El café se fue llenando, hubo saludos y abrazos y uno que otro beso; las parejas se refugiaron en los rincones, donde la escasa luz los ocultaba de miradas impertinentes. Un ronroneo de voces se apoderó del espacio y ella quedó oculta entre los ocupantes de otras mesas. Pasadas unas tres horas, la vi levantarse y disponerse a salir. Llamé al camarero, pedí la cuenta de manera solicita. Seguí los pasos de la mujer, caminamos varias cuadras y la vi ingresar a un edificio. Durante el trayecto, recree mi vista con la desnudez de sus piernas, la curva marcada de su cintura y ese pelo negro que se bamboleaba sobre sus hombros. Decidí regresar al apartamento. Éramos vecinos y no la había visto hasta hoy. Su imagen seguía metida en mis pensamientos,

Al día siguiente, en la tarde, volví al café como de costumbre, estaba solo, me senté cerca del lugar que ella había ocupado la noche anterior y esperé, mientras degustaba un vino. Quince minutos después ingresó y se ubicó en una mesa cercana a donde yo estaba. Mis ojos la recorrieron de arriba abajo, detallé su juventud, ella me dio una mirada desprevenida, traté de retenerla, pero bajó los ojos y los posó en el ron que le acaban de traer. El verde de su mirada removió mis entrañas. Pedí unas tijeras, una servilleta y una pluma al mesero. Escribí un poema en el que exaltaba su belleza, las emociones que me causaba su presencia y el deseo de conocerla. Fui más allá, le pedí una foto. Estampé la firma con mi nombre legible, le hice unos cortes a la servilleta a manera de adorno y se la entregué al camarero. Cuando recibió la nota, dirigió su cabeza hacia donde me encontraba y sonrió. Era una buena señal, pero no fui capaz de acercarme.

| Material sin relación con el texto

//! Configuration commands.

use std::path::Path;

use crate::config::CliConfig;
use crate::error::{CliError, CliResult};

/// Renders the effective configuration as TOML.
pub fn dump(config: &CliConfig, path: &Path) -> CliResult<String> {
    let toml_str = toml::to_string_pretty(config)
        .map_err(|e| CliError::config(format!("failed to serialize config: {e}")))?;
    Ok(format!("# config.toml ({})\n{toml_str}", path.display()))
}

/// Validates the configuration, returning a summary line.
pub fn validate(config: &CliConfig) -> CliResult<String> {
    config.validate()?;
    let enabled = config.calendars.iter().filter(|c| c.enabled).count();
    Ok(format!(
        "Configuration is valid ({enabled} of {} calendars enabled).",
        config.calendars.len()
    ))
}

/// Shows the configuration file path.
pub fn path(path: &Path) -> String {
    format!("config: {}", path.display())
}
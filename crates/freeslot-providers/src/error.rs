//! Error types for event sources.

use std::fmt;
use std::io;

use thiserror::Error;

/// The category of a source error.
#[derive(Debug, Clone, Copy, PartialEq, Eq, Hash)]
pub enum ProviderErrorCode {
    /// The calendar file does not exist.
    NotFound,
    /// Reading the calendar failed.
    Io,
    /// The calendar content could not be parsed.
    InvalidResponse,
    /// The source is misconfigured (unknown format, bad path).
    ConfigurationError,
}

impl ProviderErrorCode {
    /// Returns the snake_case name of this code.
    pub fn as_str(&self) -> &'static str {
        match self {
            Self::NotFound => "not_found",
            Self::Io => "io",
            Self::InvalidResponse => "invalid_response",
            Self::ConfigurationError => "configuration_error",
        }
    }
}

impl fmt::Display for ProviderErrorCode {
    fn fmt(&self, f: &mut fmt::Formatter<'_>) -> fmt::Result {
        f.write_str(self.as_str())
    }
}

/// An error raised while materializing events from a source.
#[derive(Debug, Error)]
pub struct ProviderError {
    code: ProviderErrorCode,
    message: String,
    /// Name of the source that failed (e.g., "work", "personal").
    provider: Option<String>,
    #[source]
    source: Option<Box<dyn std::error::Error + Send + Sync>>,
}

impl ProviderError {
    /// Creates an error with the given code and message.
    pub fn new(code: ProviderErrorCode, message: impl Into<String>) -> Self {
        Self {
            code,
            message: message.into(),
            provider: None,
            source: None,
        }
    }

    /// Creates a not found error.
    pub fn not_found(message: impl Into<String>) -> Self {
        Self::new(ProviderErrorCode::NotFound, message)
    }

    /// Creates an I/O error.
    pub fn io(message: impl Into<String>) -> Self {
        Self::new(ProviderErrorCode::Io, message)
    }

    /// Creates a parse error.
    pub fn invalid_response(message: impl Into<String>) -> Self {
        Self::new(ProviderErrorCode::InvalidResponse, message)
    }

    /// Creates a configuration error.
    pub fn configuration(message: impl Into<String>) -> Self {
        Self::new(ProviderErrorCode::ConfigurationError, message)
    }

    /// Maps an I/O failure on `path`, keeping the original error as source.
    pub fn from_io(path: &std::path::Path, err: io::Error) -> Self {
        let code = match err.kind() {
            io::ErrorKind::NotFound => ProviderErrorCode::NotFound,
            _ => ProviderErrorCode::Io,
        };
        Self::new(code, format!("{}: {}", path.display(), err))
            .with_source(err)
    }

    /// Sets the source name.
    #[must_use]
    pub fn with_provider(mut self, provider: impl Into<String>) -> Self {
        self.provider = Some(provider.into());
        self
    }

    /// Sets the underlying error.
    #[must_use]
    pub fn with_source<E>(mut self, source: E) -> Self
    where
        E: std::error::Error + Send + Sync + 'static,
    {
        self.source = Some(Box::new(source));
        self
    }

    /// Returns the error code.
    pub fn code(&self) -> ProviderErrorCode {
        self.code
    }

    /// Returns the error message.
    pub fn message(&self) -> &str {
        &self.message
    }

    /// Returns the source name, if set.
    pub fn provider(&self) -> Option<&str> {
        self.provider.as_deref()
    }
}

impl fmt::Display for ProviderError {
    fn fmt(&self, f: &mut fmt::Formatter<'_>) -> fmt::Result {
        if let Some(provider) = &self.provider {
            write!(f, "[{provider}] ")?;
        }
        write!(f, "{}: {}", self.code, self.message)
    }
}

/// Result type for source operations.
pub type ProviderResult<T> = Result<T, ProviderError>;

De nuevo el bar se colmó de gente, llegaron algunos amigos y se acercaron a mi mesa, uno de ellos se sentó para hablarme de un negocio y me entretuvo más de la cuenta. Cuando volteé a mirar hacia la mesa donde ella se encontraba, ya se había marchado. Maldije.

Pasaron varios días sin verla, mientras mi corazón sentía esa convulsión cuando el enamoramiento traspasa la epidermis y se nos mete en la sangre. La muchacha desapareció, dejando triste mi interior y la pupila de mis ojos. No dejé de ir un solo día al café, me senté siempre junto al lugar que esperaba ella ocuparía, pero el transcurrir del tiempo y los días punzaban mi cuerpo de manera inmisericorde. En mis oídos retumbaba el ruido de las voces de los concurrentes, se hizo insoportable, un mal humor se adueñó de mi ánimo. Le pregunté al mesero si la había vuelto a ver o si sabía algo de ella. No estaba enterado. Esos días tomé más que de costumbre, me sumí en mis pensamientos y trataba de revivir la imagen de la joven.

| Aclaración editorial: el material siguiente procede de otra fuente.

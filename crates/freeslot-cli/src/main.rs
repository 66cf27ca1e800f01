//! freeslot CLI entry point.

use std::process::ExitCode;

use chrono::Utc;
use clap::Parser;
use freeslot_core::{TracingConfig, init_tracing};

use freeslot_cli::cli::{Cli, Command, ConfigAction};
use freeslot_cli::commands;
use freeslot_cli::config::CliConfig;
use freeslot_cli::error::CliResult;

#[tokio::main]
async fn main() -> ExitCode {
    let cli = Cli::parse();

    match run(cli).await {
        Ok(()) => ExitCode::SUCCESS,
        Err(e) => {
            eprintln!("error: {}", e);
            ExitCode::FAILURE
        }
    }
}

async fn run(cli: Cli) -> CliResult<()> {
    let config_path = cli.config.clone().unwrap_or_else(CliConfig::default_path);
    let config = match cli.config {
        Some(ref path) => CliConfig::load_from(path)?,
        None => CliConfig::load()?,
    };

    let tracing_config = if cli.debug || config.debug {
        TracingConfig::cli_debug()
    } else {
        TracingConfig::default()
    };
    init_tracing(tracing_config)?;

    let today = Utc::now().date_naive();
    let format = cli.output_format();
    let report = match cli.command {
        Command::Slots { date, duration } => {
            commands::slots::slots(&config, date, duration, today).await?
        }
        Command::Range {
            start,
            end,
            duration,
            group,
        } => commands::slots::range(&config, start, end, duration, group, today).await?,
        Command::Days {
            start,
            end,
            duration,
        } => {
            commands::days::days(&config, start, end, duration, today).await?
        }
        Command::Config { action } => {
            let out = match action {
                ConfigAction::Dump => commands::config::dump(&config, &config_path)?,
                ConfigAction::Validate => commands::config::validate(&config)?,
                ConfigAction::Path => commands::config::path(&config_path),
            };
            println!("{out}");
            return Ok(());
        }
    };

    println!("{}", report.render(format)?.trim_end());
    Ok(())
}
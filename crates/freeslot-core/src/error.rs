//! Error types for availability computations.

use chrono::NaiveDate;
use thiserror::Error;

/// Result type for engine operations.
pub type AvailabilityResult<T> = Result<T, AvailabilityError>;

/// Errors surfaced to the caller of the engine.
///
/// Malformed events are never reported here: they are classified as
/// ignorable during normalization and skipped.
#[derive(Debug, Clone, PartialEq, Eq, Error)]
pub enum AvailabilityError {
    /// The availability configuration is inconsistent.
    #[error("invalid configuration: {message}")]
    InvalidConfig { message: String },

    /// A range query starts before today (UTC).
    #[error("start date {start} is before today ({today})")]
    StartInPast { start: NaiveDate, today: NaiveDate },

    /// A range query does not span at least one day.
    #[error("end date {end} must be at least one day after start date {start}")]
    RangeTooShort { start: NaiveDate, end: NaiveDate },

    /// The requested slot duration is not supported.
    #[error("invalid duration '{0}': expected 30m or 60m")]
    InvalidDuration(String),

    /// A date string is not in `YYYY-MM-DD` form.
    #[error("invalid date '{0}': use YYYY-MM-DD")]
    InvalidDate(String),
}

impl AvailabilityError {
    /// Creates a configuration error.
    pub fn config(message: impl Into<String>) -> Self {
        Self::InvalidConfig {
            message: message.into(),
        }
    }
}
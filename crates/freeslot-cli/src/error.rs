//! CLI error types.

use freeslot_core::{AvailabilityError, TracingError};
use freeslot_providers::ProviderError;
use thiserror::Error;

/// Result type for CLI operations.
pub type CliResult<T> = Result<T, CliError>;

/// Errors reported to the user as `error: <message>`.
#[derive(Debug, Error)]
pub enum CliError {
    /// Invalid dates, ranges, durations or availability settings.
    #[error(transparent)]
    Availability(#[from] AvailabilityError),

    /// A calendar could not be read.
    #[error("calendar error: {0}")]
    Provider(#[from] ProviderError),

    /// The configuration file is unreadable or invalid.
    #[error("configuration error: {0}")]
    Config(String),

    /// Logging could not be set up.
    #[error(transparent)]
    Tracing(#[from] TracingError),

    /// Results could not be serialized.
    #[error("output error: {0}")]
    Output(#[from] serde_json::Error),
}

impl CliError {
    /// Creates a configuration error.
    pub fn config(message: impl Into<String>) -> Self {
        Self::Config(message.into())
    }
}
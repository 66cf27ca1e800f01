//! Availability configuration.
//!
//! [`AvailabilityConfig`] carries the working hours, the candidate step and
//! the marker rule. It is passed to the [`DayAggregator`](crate::DayAggregator)
//! at construction and never changes afterwards.

use chrono::{Duration, NaiveTime};
use serde::{Deserialize, Serialize};

use crate::error::{AvailabilityError, AvailabilityResult};

/// Default marker substring for remote-work days.
pub const DEFAULT_MARKER: &str = "working from home";

/// Default candidate step in minutes.
pub const DEFAULT_STEP_MINUTES: u32 = 30;

/// Configuration for the availability engine.
#[derive(Debug, Clone, PartialEq, Eq, Serialize, Deserialize)]
#[serde(default)]
pub struct AvailabilityConfig {
    /// Start of the workday (UTC).
    #[serde(with = "hhmm")]
    pub work_start: NaiveTime,

    /// End of the workday (UTC).
    #[serde(with = "hhmm")]
    pub work_end: NaiveTime,

    /// Spacing between candidate slot starts.
    pub step_minutes: u32,

    /// Label substring identifying non-blocking marker events.
    pub marker: String,

    /// Whether marker events are exempt from blocking.
    pub marker_exempt: bool,

    /// Whether Saturdays and Sundays are skipped.
    pub skip_weekends: bool,
}

impl Default for AvailabilityConfig {
    fn default() -> Self {
        Self {
            work_start: NaiveTime::from_hms_opt(9, 0, 0).unwrap_or(NaiveTime::MIN),
            work_end: NaiveTime::from_hms_opt(17, 0, 0).unwrap_or(NaiveTime::MIN),
            step_minutes: DEFAULT_STEP_MINUTES,
            marker: DEFAULT_MARKER.to_string(),
            marker_exempt: true,
            skip_weekends: true,
        }
    }
}

impl AvailabilityConfig {
    /// Builder: set working hours.
    #[must_use]
    pub fn with_work_hours(mut self, start: NaiveTime, end: NaiveTime) -> Self {
        self.work_start = start;
        self.work_end = end;
        self
    }

    /// Builder: set the candidate step.
    #[must_use]
    pub fn with_step_minutes(mut self, minutes: u32) -> Self {
        self.step_minutes = minutes;
        self
    }

    /// Builder: set the marker substring.
    #[must_use]
    pub fn with_marker(mut self, marker: impl Into<String>) -> Self {
        self.marker = marker.into();
        self
    }

    /// Builder: set whether marker events are exempt from blocking.
    #[must_use]
    pub fn with_marker_exempt(mut self, exempt: bool) -> Self {
        self.marker_exempt = exempt;
        self
    }

    /// Builder: set whether weekends are skipped.
    #[must_use]
    pub fn with_skip_weekends(mut self, skip: bool) -> Self {
        self.skip_weekends = skip;
        self
    }

    /// Returns the candidate step as a duration.
    pub fn step(&self) -> Duration {
        Duration::minutes(i64::from(self.step_minutes))
    }

    /// Returns the marker rule derived from this configuration.
    pub fn marker_rule(&self) -> MarkerRule {
        MarkerRule::new(&self.marker, self.marker_exempt)
    }

    /// Checks the configuration for consistency.
    ///
    /// # Errors
    ///
    /// Returns [`AvailabilityError::InvalidConfig`] if the workday is empty,
    /// the step is zero or longer than the workday, or the marker is blank.
    pub fn validate(&self) -> AvailabilityResult<()> {
        if self.work_start >= self.work_end {
            return Err(AvailabilityError::config(format!(
                "work_start ({}) must be before work_end ({})",
                self.work_start.format("%H:%M"),
                self.work_end.format("%H:%M")
            )));
        }
        if self.step_minutes == 0 {
            return Err(AvailabilityError::config("step_minutes must be positive"));
        }
        if self.step() > self.work_end - self.work_start {
            return Err(AvailabilityError::config(format!(
                "step_minutes ({}) exceeds the workday",
                self.step_minutes
            )));
        }
        if self.marker.trim().is_empty() {
            return Err(AvailabilityError::config("marker must not be empty"));
        }
        Ok(())
    }
}

/// How marker events are recognized and treated.
#[derive(Debug, Clone, PartialEq, Eq)]
pub struct MarkerRule {
    needle: String,
    exempt: bool,
}

impl MarkerRule {
    /// Creates a rule matching `marker` case-insensitively.
    pub fn new(marker: &str, exempt: bool) -> Self {
        Self {
            needle: marker.trim().to_lowercase(),
            exempt,
        }
    }

    /// Returns true if a lower-cased label contains the marker.
    pub fn matches(&self, label: &str) -> bool {
        !self.needle.is_empty() && label.contains(&self.needle)
    }

    /// Whether matching events are exempt from blocking.
    pub fn is_exempt(&self) -> bool {
        self.exempt
    }
}

impl Default for MarkerRule {
    fn default() -> Self {
        Self::new(DEFAULT_MARKER, true)
    }
}

/// `HH:MM` (de)serialization for working hours.
mod hhmm {
    use chrono::NaiveTime;
    use serde::{Deserialize, Deserializer, Serializer};

    pub fn serialize<S: Serializer>(time: &NaiveTime, serializer: S) -> Result<S::Ok, S::Error> {
        serializer.collect_str(&time.format("%H:%M"))
    }

    pub fn deserialize<'de, D: Deserializer<'de>>(deserializer: D) -> Result<NaiveTime, D::Error> {
        let s = String::deserialize(deserializer)?;
        NaiveTime::parse_from_str(&s, "%H:%M")
            .or_else(|_| NaiveTime::parse_from_str(&s, "%H:%M:%S"))
            .map_err(|_| serde::de::Error::custom(format!("invalid time '{s}', expected HH:MM")))
    }
}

Una tarde en que me acompañaba media de ron, después de muchos insomnios, llegó, entró decidida, se sentó enfrente de mí y me entregó una foto suya, donde se veía tan linda como la que en ese momento me acompañaba. El rubor subió a mis mejillas, no tuve voz para decirle algo. Percibió mi embarazo cuando expresó su sentimiento: estoy enamorada de ti. Pasados varios segundos, acaté a decir: Yo también.